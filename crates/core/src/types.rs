//! 도메인 타입 — 레코드가 파이프라인을 통과하며 거치는 단계별 데이터 구조
//!
//! ```text
//! RawRecord -> NormalizedRecord -> PersistableRecord -> Observation
//!  (토크나이저)     (정규화)            (필터/dedup 키)      (저장소 병합 단위)
//! ```
//!
//! `RawRecord`, `NormalizedRecord`, `PersistableRecord`는 레코드 하나를 처리하는
//! 동안에만 존재합니다. 필드 맵은 단계 사이에서 복사되지 않고 이동합니다.

use std::collections::BTreeMap;
use std::fmt;
use std::net::IpAddr;

use chrono::{DateTime, Utc};
use serde::{Deserialize, Serialize};

/// 필드 이름 -> 값 매핑
///
/// 키 순서가 결정적이어야 dedup 키와 저장 형식이 재현 가능하므로 `BTreeMap`을 사용합니다.
pub type FieldMap = BTreeMap<String, FieldValue>;

/// 토크나이저가 전달하는 타입이 있는 필드 값
#[derive(Debug, Clone, PartialEq, Serialize, Deserialize)]
#[serde(untagged)]
pub enum FieldValue {
    /// 설정되지 않은 값 (Zeek `-`, JSON `null`)
    Null,
    /// 불리언
    Bool(bool),
    /// 정수 (count, int, port)
    Int(i64),
    /// 실수 (time, interval, double)
    Float(f64),
    /// 문자열 (addr, string, enum 등)
    Str(String),
    /// 목록 (set, vector)
    List(Vec<FieldValue>),
}

impl FieldValue {
    /// 값이 `Null`인지 확인합니다.
    pub fn is_null(&self) -> bool {
        matches!(self, Self::Null)
    }

    /// 문자열 값이면 참조를 반환합니다.
    pub fn as_str(&self) -> Option<&str> {
        match self {
            Self::Str(s) => Some(s),
            _ => None,
        }
    }

    /// 정수 값이면 반환합니다.
    pub fn as_i64(&self) -> Option<i64> {
        match self {
            Self::Int(i) => Some(*i),
            _ => None,
        }
    }

    /// 값을 문자열로 렌더링합니다. `Null`은 `None`입니다.
    ///
    /// 목록은 `,`로 이어 붙입니다.
    pub fn render(&self) -> Option<String> {
        match self {
            Self::Null => None,
            Self::Bool(b) => Some(b.to_string()),
            Self::Int(i) => Some(i.to_string()),
            Self::Float(f) => Some(f.to_string()),
            Self::Str(s) => Some(s.clone()),
            Self::List(items) => Some(
                items
                    .iter()
                    .filter_map(Self::render)
                    .collect::<Vec<_>>()
                    .join(","),
            ),
        }
    }
}

impl From<&str> for FieldValue {
    fn from(s: &str) -> Self {
        Self::Str(s.to_owned())
    }
}

impl From<String> for FieldValue {
    fn from(s: String) -> Self {
        Self::Str(s)
    }
}

impl From<i64> for FieldValue {
    fn from(i: i64) -> Self {
        Self::Int(i)
    }
}

impl From<f64> for FieldValue {
    fn from(f: f64) -> Self {
        Self::Float(f)
    }
}

impl From<bool> for FieldValue {
    fn from(b: bool) -> Self {
        Self::Bool(b)
    }
}

impl From<Vec<FieldValue>> for FieldValue {
    fn from(items: Vec<FieldValue>) -> Self {
        Self::List(items)
    }
}

/// 토크나이저가 생성한 원시 레코드
#[derive(Debug, Clone, Default, PartialEq)]
pub struct RawRecord {
    /// 필드 맵 (토크나이저가 전달한 그대로)
    pub fields: FieldMap,
}

impl RawRecord {
    /// 빈 레코드를 생성합니다.
    pub fn new() -> Self {
        Self::default()
    }

    /// 필드를 추가한 레코드를 반환합니다.
    pub fn with_field(mut self, name: impl Into<String>, value: impl Into<FieldValue>) -> Self {
        self.fields.insert(name.into(), value.into());
        self
    }

    /// 필드 값을 조회합니다.
    pub fn get(&self, name: &str) -> Option<&FieldValue> {
        self.fields.get(name)
    }

    /// 필드 수를 반환합니다.
    pub fn len(&self) -> usize {
        self.fields.len()
    }

    /// 필드가 하나도 없는지 확인합니다.
    pub fn is_empty(&self) -> bool {
        self.fields.is_empty()
    }
}

impl From<FieldMap> for RawRecord {
    fn from(fields: FieldMap) -> Self {
        Self { fields }
    }
}

/// 정규화된 레코드
///
/// `ts`는 `timestamp`로, `recon_type`은 네임스페이스 접두어가 제거된 형태로
/// 승격되고 나머지 필드는 `fields`에 그대로 남습니다.
#[derive(Debug, Clone, PartialEq)]
pub struct NormalizedRecord {
    /// 관측 시각 (원본 `ts`)
    pub timestamp: DateTime<Utc>,
    /// 접두어가 제거된 recon 타입 (예: `SSL_SERVER`)
    pub recon_type: String,
    /// 센서 이름 (설정되지 않을 수 있음)
    pub sensor: Option<String>,
    /// 나머지 필드
    pub fields: FieldMap,
}

impl NormalizedRecord {
    /// 센서 이름을 설정합니다. 빈 문자열은 `None`으로 취급합니다.
    pub fn with_sensor(mut self, sensor: Option<&str>) -> Self {
        self.sensor = sensor.filter(|s| !s.is_empty()).map(str::to_owned);
        self
    }

    /// 필드 값을 조회합니다. `Null` 값은 없는 것으로 취급합니다.
    pub fn field(&self, name: &str) -> Option<&FieldValue> {
        self.fields.get(name).filter(|v| !v.is_null())
    }
}

/// 저장소가 삽입/병합을 결정하는 dedup 키
///
/// 같은 `NormalizedRecord`에서는 항상 같은 키가 만들어집니다.
#[derive(Debug, Clone, PartialEq, Eq, Hash, PartialOrd, Ord, Serialize, Deserialize)]
pub struct DedupKey(String);

impl DedupKey {
    /// 미리 계산된 키 문자열로 생성합니다.
    pub fn new(key: impl Into<String>) -> Self {
        Self(key.into())
    }

    /// 키 문자열을 반환합니다.
    pub fn as_str(&self) -> &str {
        &self.0
    }
}

impl fmt::Display for DedupKey {
    fn fmt(&self, f: &mut fmt::Formatter<'_>) -> fmt::Result {
        f.write_str(&self.0)
    }
}

/// 필터를 통과하여 저장 가능한 레코드
#[derive(Debug, Clone, PartialEq)]
pub struct PersistableRecord {
    /// dedup 키
    pub key: DedupKey,
    /// 관측 시각
    pub timestamp: DateTime<Utc>,
    /// 센서 이름
    pub sensor: Option<String>,
    /// 주체 주소 (없으면 `targetval`로 식별)
    pub addr: Option<IpAddr>,
    /// 주소가 없는 레코드의 식별 값 (예: DNS 응답 대상)
    pub targetval: Option<String>,
    /// recon 타입
    pub recon_type: String,
    /// 서비스 포트
    pub port: Option<u16>,
    /// 관측 출처 (헤더 이름, 인증서 종류 등)
    pub source: Option<String>,
    /// 저장용 값 (길면 해시로 대체됨)
    pub value: String,
    /// 해시로 대체된 경우 원본 값
    pub full_value: Option<String>,
    /// 나머지 통과 필드
    pub fields: FieldMap,
}

/// 저장소에 기록되는 논리 레코드
///
/// 같은 dedup 키의 관측은 [`Observation::merge`]로 하나로 합쳐집니다.
#[derive(Debug, Clone, PartialEq, Serialize, Deserialize)]
pub struct Observation {
    pub key: DedupKey,
    pub sensor: Option<String>,
    pub addr: Option<IpAddr>,
    pub targetval: Option<String>,
    pub recon_type: String,
    pub port: Option<u16>,
    pub source: Option<String>,
    pub value: String,
    pub full_value: Option<String>,
    /// 보강(enrichment) 결과
    pub infos: FieldMap,
    /// 최초 관측 시각
    pub first_seen: DateTime<Utc>,
    /// 마지막 관측 시각
    pub last_seen: DateTime<Utc>,
    /// 관측 횟수
    pub count: u64,
}

impl Observation {
    /// 단일 레코드로부터 관측 횟수 1의 `Observation`을 생성합니다.
    pub fn from_record(record: PersistableRecord, infos: FieldMap) -> Self {
        Self {
            key: record.key,
            sensor: record.sensor,
            addr: record.addr,
            targetval: record.targetval,
            recon_type: record.recon_type,
            port: record.port,
            source: record.source,
            value: record.value,
            full_value: record.full_value,
            infos,
            first_seen: record.timestamp,
            last_seen: record.timestamp,
            count: 1,
        }
    }

    /// 같은 키의 관측을 병합합니다.
    ///
    /// 횟수는 더하고, 관측 구간은 넓히기만 합니다. 기존 `infos`가 비어 있을 때만
    /// 새 값으로 채웁니다.
    pub fn merge(&mut self, other: &Observation) {
        debug_assert_eq!(self.key, other.key);
        self.count = self.count.saturating_add(other.count);
        self.first_seen = self.first_seen.min(other.first_seen);
        self.last_seen = self.last_seen.max(other.last_seen);
        if self.infos.is_empty() && !other.infos.is_empty() {
            self.infos = other.infos.clone();
        }
    }
}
-=-=-
• Activity:
The expected answer is an exact copy of the lines above, beginning at the line with "pub fn with_field(mut" and ending at the line with "pub fn with_sensor(mut", with both ends in.

• Exercise output:
    pub fn with_field(mut self, name: impl Into<String>, value: impl Into<FieldValue>) -> Self {
        self.fields.insert(name.into(), value.into());
        self
    }

    /// 필드 값을 조회합니다.
    pub fn get(&self, name: &str) -> Option<&FieldValue> {
        self.fields.get(name)
    }

    /// 필드 수를 반환합니다.
    pub fn len(&self) -> usize {
        self.fields.len()
    }

    /// 필드가 하나도 없는지 확인합니다.
    pub fn is_empty(&self) -> bool {
        self.fields.is_empty()
    }
}

impl From<FieldMap> for RawRecord {
    fn from(fields: FieldMap) -> Self {
        Self { fields }
    }
}

/// 정규화된 레코드
///
/// `ts`는 `timestamp`로, `recon_type`은 네임스페이스 접두어가 제거된 형태로
/// 승격되고 나머지 필드는 `fields`에 그대로 남습니다.
#[derive(Debug, Clone, PartialEq)]
pub struct NormalizedRecord {
    /// 관측 시각 (원본 `ts`)
    pub timestamp: DateTime<Utc>,
    /// 접두어가 제거된 recon 타입 (예: `SSL_SERVER`)
    pub recon_type: String,
    /// 센서 이름 (설정되지 않을 수 있음)
    pub sensor: Option<String>,
    /// 나머지 필드
    pub fields: FieldMap,
}

impl NormalizedRecord {
    /// 센서 이름을 설정합니다. 빈 문자열은 `None`으로 취급합니다.
    pub fn with_sensor(mut self, sensor: Option<&str>) -> Self {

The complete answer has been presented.